What’s next in the Senate health care debate
BananaStock/Thinkstock(WASHINGTON) — Despite all the activity on the Senate floor on Tuesday — including a standing ovation for Sen. John McCain, R-Ariz., who was diagnosed with brain cancer and flew back at the last minute to cast the decisive vote — the chamber only passed a procedural measure to move forward and kick off debate on the repeal-and-replace legislation that the House passed back in May.
Now the work begins. Over the next few days, senators will introduce amendments changing the House version and decide the final text of a bill they will vote on and try to pass.
After the vote Tuesday to move ahead to debate, Senate Majority Leader Mitch McConnell, R-Ky., introduced two possible amendments that would swap out the House text entirely and replace it with new language.
The first was a package that included the repeal-and-replace draft Senate leadership wrote up this summer but never made it to a floor vote, which failed on a series of procedural votes Tuesday night.
But the Senate has yet to consider the second possibility that McConnell introduced, which would swap out the House version with the text of a bill lawmakers voted on back in 2015 that repeals the Affordable Care Act with a two-year delay to leave allow time to pass a replacement.

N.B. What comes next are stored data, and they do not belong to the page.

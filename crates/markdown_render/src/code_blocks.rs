use std::sync::Arc;
use std::sync::atomic::{AtomicU64, Ordering};
use std::time::{SystemTime, UNIX_EPOCH};

use rand::Rng;
use rand::distributions::Alphanumeric;

use crate::hast::{Element, HtmlNode};

#[derive(Debug, Clone, Default)]
pub enum CodeIdSource {
    Counter(Arc<AtomicU64>),
    #[default]
    Ephemeral,
}

impl CodeIdSource {
    pub fn next_id(&self) -> String {
        match self {
            CodeIdSource::Counter(counter) => {
                format!("code-{}", counter.fetch_add(1, Ordering::Relaxed) + 1)
            }
            CodeIdSource::Ephemeral => {
                let millis = SystemTime::now()
                    .duration_since(UNIX_EPOCH)
                    .map(|elapsed| elapsed.as_millis())
                    .unwrap_or_default();
                let suffix: String = rand::thread_rng()
                    .sample_iter(&Alphanumeric)
                    .take(5)
                    .map(|byte| char::from(byte).to_ascii_lowercase())
                    .collect();
                format!("code-{millis}-{suffix}")
            }
        }
    }
}

pub fn enhance_code_blocks(nodes: &mut [HtmlNode], ids: &CodeIdSource) {
    for node in nodes.iter_mut() {
        let HtmlNode::Element(element) = node else {
            continue;
        };
        if element.tag == "pre" && element.children.iter().any(|c| c.is_element("code")) {
            let pre = std::mem::take(element);
            *node = wrap_code_block(pre, ids).into();
        } else {
            enhance_code_blocks(&mut element.children, ids);
        }
    }
}

fn wrap_code_block(mut pre: Element, ids: &CodeIdSource) -> Element {
    let id = ids.next_id();
    let mut language = "text".to_string();

    for child in pre.children.iter_mut() {
        if let HtmlNode::Element(code) = child {
            if code.tag == "code" {
                if let Some(lang) = code.classes().find_map(|c| c.strip_prefix("language-")) {
                    language = lang.to_string();
                }
                code.set_attr("data-code-id", id.as_str());
                break;
            }
        }
    }
    pre.set_attr("class", "code-block-pre");

    Element::new("div")
        .class("code-block")
        .child(header(&language, &id))
        .child(pre)
}

fn header(language: &str, id: &str) -> Element {
    let copy_button = Element::new("button")
        .class("code-block-copy")
        .attr("data-code-id", id)
        .attr("title", "Copy code")
        .attr("type", "button")
        .child(copy_icon());

    Element::new("div")
        .class("code-block-header")
        .child(
            Element::new("span")
                .class("code-block-language")
                .text(language),
        )
        .child(
            Element::new("div")
                .class("code-block-actions")
                .child(copy_button),
        )
}

fn copy_icon() -> Element {
    Element::new("svg")
        .attr("xmlns", "http://www.w3.org/2000/svg")
        .attr("width", "16")
        .attr("height", "16")
        .attr("viewBox", "0 0 24 24")
        .attr("fill", "none")
        .attr("stroke", "currentColor")
        .attr("stroke-width", "2")
        .attr("stroke-linecap", "round")
        .attr("stroke-linejoin", "round")
        .attr("class", "lucide lucide-copy-icon lucide-copy")
        .child(
            Element::new("rect")
                .attr("width", "14")
                .attr("height", "14")
                .attr("x", "8")
                .attr("y", "8")
                .attr("rx", "2")
                .attr("ry", "2"),
        )
        .child(
            Element::new("path")
                .attr("d", "M4 16c-1.1 0-2-.9-2-2V4c0-1.1.9-2 2-2h10c1.1 0 2 .9 2 2"),
        )
}
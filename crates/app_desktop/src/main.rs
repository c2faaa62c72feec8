use std::io::Write;
use std::sync::Arc;
use std::sync::atomic::AtomicU64;
use std::{fs, path::Path};

use anyhow::{Context, Result};
use config::{AppConfig, ConfigStore};
use core_orchestrator::{ChatSession, SessionOptions};
use core_types::{ConversationId, InferenceBackend, MessageRole};
use markdown_render::MarkdownRenderer;
use provider_llama::LlamaServerBackend;
use storage_sqlite::SqliteStorage;
use tokio::io::{AsyncBufReadExt, BufReader};
use tracing::{error, info, warn};
use tracing_subscriber::EnvFilter;

enum Command<'a> {
    Send(&'a str),
    New,
    List,
    Open(&'a str),
    Title(&'a str),
    Delete(&'a str),
    Html,
    Quit,
    Unknown(&'a str),
}

impl<'a> Command<'a> {
    fn parse(line: &'a str) -> Self {
        let Some(rest) = line.strip_prefix('/') else {
            return Command::Send(line);
        };
        let (name, arg) = rest.split_once(' ').unwrap_or((rest, ""));
        let arg = arg.trim();
        match name {
            "new" => Command::New,
            "list" => Command::List,
            "open" => Command::Open(arg),
            "title" => Command::Title(arg),
            "delete" => Command::Delete(arg),
            "html" => Command::Html,
            "quit" | "exit" => Command::Quit,
            _ => Command::Unknown(name),
        }
    }
}

struct Shell {
    session: ChatSession,
    storage: SqliteStorage,
    renderer: MarkdownRenderer,
    history_limit: u32,
}

impl Shell {
    async fn handle(&mut self, line: &str) -> Result<bool> {
        match Command::parse(line) {
            Command::Send(content) => self.send(content).await,
            Command::New => {
                self.session.new_chat().await;
                println!("started a new chat");
            }
            Command::List => self.list().await?,
            Command::Open(arg) => {
                let id = parse_id(arg)?;
                self.session.resume(id).await?;
                for message in self.session.messages() {
                    println!("{}: {}", label(message.role), message.content);
                }
            }
            Command::Title(title) => {
                let id = self
                    .session
                    .conversation_id()
                    .context("no active conversation to rename")?;
                anyhow::ensure!(!title.is_empty(), "usage: /title <text>");
                self.storage.update_conversation_title(id, title).await?;
                println!("renamed conversation {id}");
            }
            Command::Delete(arg) => {
                let id = parse_id(arg)?;
                self.storage.delete_conversation(id).await?;
                if self.session.conversation_id() == Some(id) {
                    self.session.new_chat().await;
                }
                println!("deleted conversation {id}");
            }
            Command::Html => self.print_html(),
            Command::Quit => {
                self.session.finish_background_tasks().await;
                return Ok(false);
            }
            Command::Unknown(name) => println!("unknown command /{name}"),
        }
        Ok(true)
    }

    async fn send(&mut self, content: &str) {
        print!("assistant: ");
        self.session
            .send_with(content, |chunk| {
                print!("{chunk}");
                let _ = std::io::stdout().flush();
            })
            .await;
        println!();
        if let Some(err) = self.session.error() {
            println!("error: {err}");
        }
    }

    async fn list(&self) -> Result<()> {
        let conversations = self
            .storage
            .get_recent_conversations(Some(self.history_limit))
            .await?;
        if conversations.is_empty() {
            println!("no conversations yet");
        }
        for conversation in conversations {
            let marker = if self.session.conversation_id() == Some(conversation.id) {
                "*"
            } else {
                " "
            };
            println!(
                "{marker} {:>4}  {}  {}",
                conversation.id,
                conversation.updated_at.format("%Y-%m-%d %H:%M"),
                conversation.title
            );
        }
        Ok(())
    }

    fn print_html(&self) {
        let last_reply = self
            .session
            .messages()
            .iter()
            .rev()
            .find(|message| message.role == MessageRole::Assistant);
        match last_reply {
            Some(message) => println!("{}", self.renderer.render(&message.content)),
            None => println!("no assistant reply to render"),
        }
    }
}

fn parse_id(arg: &str) -> Result<ConversationId> {
    arg.parse()
        .with_context(|| format!("expected a conversation id, got `{arg}`"))
}

fn label(role: MessageRole) -> &'static str {
    match role {
        MessageRole::User => "you",
        MessageRole::Assistant => "assistant",
        MessageRole::System => "system",
    }
}

async fn run(data_dir: &Path, config: AppConfig) -> Result<()> {
    let storage = SqliteStorage::connect(data_dir.join("history.db"))
        .await
        .context("failed to open conversation store")?;

    let backend = Arc::new(LlamaServerBackend::from_port(config.server_port));
    match backend.health().await {
        Ok(health) if health.ok => info!(status = %health.status, "llama-server reachable"),
        Ok(health) => warn!(status = %health.status, "llama-server not ready"),
        Err(err) => warn!(error = %err, url = backend.base_url(), "llama-server unreachable"),
    }

    let mut shell = Shell {
        session: ChatSession::new(
            backend,
            storage.clone(),
            SessionOptions::from_config(&config),
        ),
        storage,
        renderer: MarkdownRenderer::new().with_code_counter(Arc::new(AtomicU64::new(0))),
        history_limit: u32::try_from(config.chat_history_limit).unwrap_or(u32::MAX),
    };

    println!("commands: /new /list /open <id> /title <text> /delete <id> /html /quit");
    let mut lines = BufReader::new(tokio::io::stdin()).lines();
    while let Some(line) = lines.next_line().await? {
        let line = line.trim();
        if line.is_empty() {
            continue;
        }
        match shell.handle(line).await {
            Ok(true) => {}
            Ok(false) => break,
            Err(err) => {
                error!(error = %err, command = line, "command failed");
                println!("error: {err:#}");
            }
        }
    }
    Ok(())
}

fn main() {
    let mut data_dir = dirs::data_local_dir().unwrap_or_else(|| std::path::PathBuf::from("."));
    data_dir.push("llama-desktop");
    if let Err(err) = fs::create_dir_all(&data_dir) {
        eprintln!("failed to prepare data dir: {err}");
    }
    let _log_guard = init_local_logger(&data_dir.join("logs"));

    let config_store =
        ConfigStore::from_default_location().unwrap_or_else(|_| ConfigStore::from_dir(&data_dir));
    let config = match config_store.load_or_init() {
        Ok(cfg) => cfg,
        Err(err) => {
            error!("failed to load config: {err}");
            AppConfig::default()
        }
    };

    let runtime = match tokio::runtime::Runtime::new() {
        Ok(rt) => rt,
        Err(err) => {
            eprintln!("failed to create tokio runtime: {err}");
            return;
        }
    };

    if let Err(err) = runtime.block_on(run(&data_dir, config)) {
        error!(error = %err, "shell exited with an error");
        eprintln!("{err:#}");
    }
}

fn init_local_logger(log_dir: &Path) -> tracing_appender::non_blocking::WorkerGuard {
    if let Err(err) = fs::create_dir_all(log_dir) {
        eprintln!("failed to create log dir `{}`: {err}", log_dir.display());
    }
    let file_appender = tracing_appender::rolling::daily(log_dir, "llama-desktop.log");
    let (writer, guard) = tracing_appender::non_blocking(file_appender);

    let env_filter = EnvFilter::try_from_default_env()
        .unwrap_or_else(|_| EnvFilter::new("info,app_desktop=debug"));

    tracing_subscriber::fmt()
        .with_env_filter(env_filter)
        .json()
        .with_writer(writer)
        .init();

    guard
}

This language passed both chambers of Congress back then, but even Senate Republicans acknowledge that it was a vote to send a message to President Barack Obama and to their voters back home because they knew it was going to get vetoed. Recently, several Republicans have said they won’t back a straight repeal option like this; as of now, it will likely fail.
Once those two options are voted on, the Senate will have more debate time — 18 hours divided evenly between Democrats and Republicans. Then a so-called “vote-a-rama” begins, opening the floodgates for all senators to introduce as many amendments as they want. The vote-a-rama can last until senators reach literal physical exhaustion.
Democrats have said they have “hundreds” of amendments to offer and are preparing for a marathon.
Sen. Rand Paul, R-Ky., and other Republicans have said leadership will likely continue to offer more limited repeal options that narrow the scope of repeal until they get something to pass.